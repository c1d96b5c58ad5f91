//! Stage one controller: paginated link discovery
//!
//! Walks the configured page range in order, one page at a time,
//! appending discovered links to the sink as they are found and pausing
//! between pages. Stops early when the termination tracker trips or an
//! interrupt is requested.

use crate::config::Config;
use crate::discover::{DiscoveryState, LinkDiscoverer, TerminationTracker, LISTING_READY_SELECTORS};
use crate::render::Renderer;
use crate::run::pace::{OpClass, RateLimiter};
use crate::run::retry::RetryOrchestrator;
use crate::run::Shutdown;
use crate::sink::LinkSink;
use crate::Result;
use tokio::time::sleep;

/// What a discovery run accomplished
#[derive(Debug, Clone, Copy, Default)]
pub struct CrawlOutcome {
    pub pages_visited: u32,
    pub links_appended: u64,
    pub stopped_early: bool,
    pub interrupted: bool,
}

/// Drives discovery over the configured listing page range
pub struct CrawlController<'a, R: Renderer> {
    config: &'a Config,
    orchestrator: &'a RetryOrchestrator<'a, R>,
    limiter: &'a RateLimiter,
    discoverer: LinkDiscoverer,
    shutdown: Shutdown,
}

impl<'a, R: Renderer> CrawlController<'a, R> {
    pub fn new(
        config: &'a Config,
        orchestrator: &'a RetryOrchestrator<'a, R>,
        limiter: &'a RateLimiter,
        shutdown: Shutdown,
    ) -> Self {
        Self {
            config,
            orchestrator,
            limiter,
            discoverer: LinkDiscoverer::with_default_selectors(&config.site.item_marker),
            shutdown,
        }
    }

    /// Visits pages start..=end, emitting links to the sink
    pub async fn run(&self, sink: &mut LinkSink) -> Result<CrawlOutcome> {
        let crawl = &self.config.crawl;
        let mut tracker = TerminationTracker::new(crawl.empty_page_threshold);
        let mut outcome = CrawlOutcome::default();

        for page in crawl.start_page..=crawl.end_page {
            if self.shutdown.is_triggered() {
                tracing::info!("Interrupt requested, stopping discovery");
                outcome.interrupted = true;
                break;
            }

            let url = self.config.listing_url(page);
            tracing::info!("Processing page {}/{}", page, crawl.end_page);

            let links = self
                .orchestrator
                .discover_links(&self.discoverer, LISTING_READY_SELECTORS, &url)
                .await;
            outcome.pages_visited += 1;

            for link in &links {
                sink.append(link)?;
            }
            outcome.links_appended += links.len() as u64;
            tracing::info!(
                "Found {} link(s) on page {} ({} total)",
                links.len(),
                page,
                outcome.links_appended
            );

            if tracker.observe_page(links.len()) == DiscoveryState::Stopped {
                tracing::info!(
                    "{} consecutive empty pages, assuming end of results",
                    crawl.empty_page_threshold
                );
                outcome.stopped_early = true;
                break;
            }

            if page < crawl.end_page && !self.shutdown.is_triggered() {
                let pause = self.limiter.delay(OpClass::PagePause);
                tracing::debug!("Waiting {:.2}s before next page", pause.as_secs_f64());
                sleep(pause).await;
            }
        }

        Ok(outcome)
    }
}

————

[Exercise description]: Whenever the word "RetryOrchestrator" shows up in a line of the entries, copy that line.

[Written answer]:
use crate::run::retry::RetryOrchestrator;
    orchestrator: &'a RetryOrchestrator<'a, R>,
        orchestrator: &'a RetryOrchestrator<'a, R>,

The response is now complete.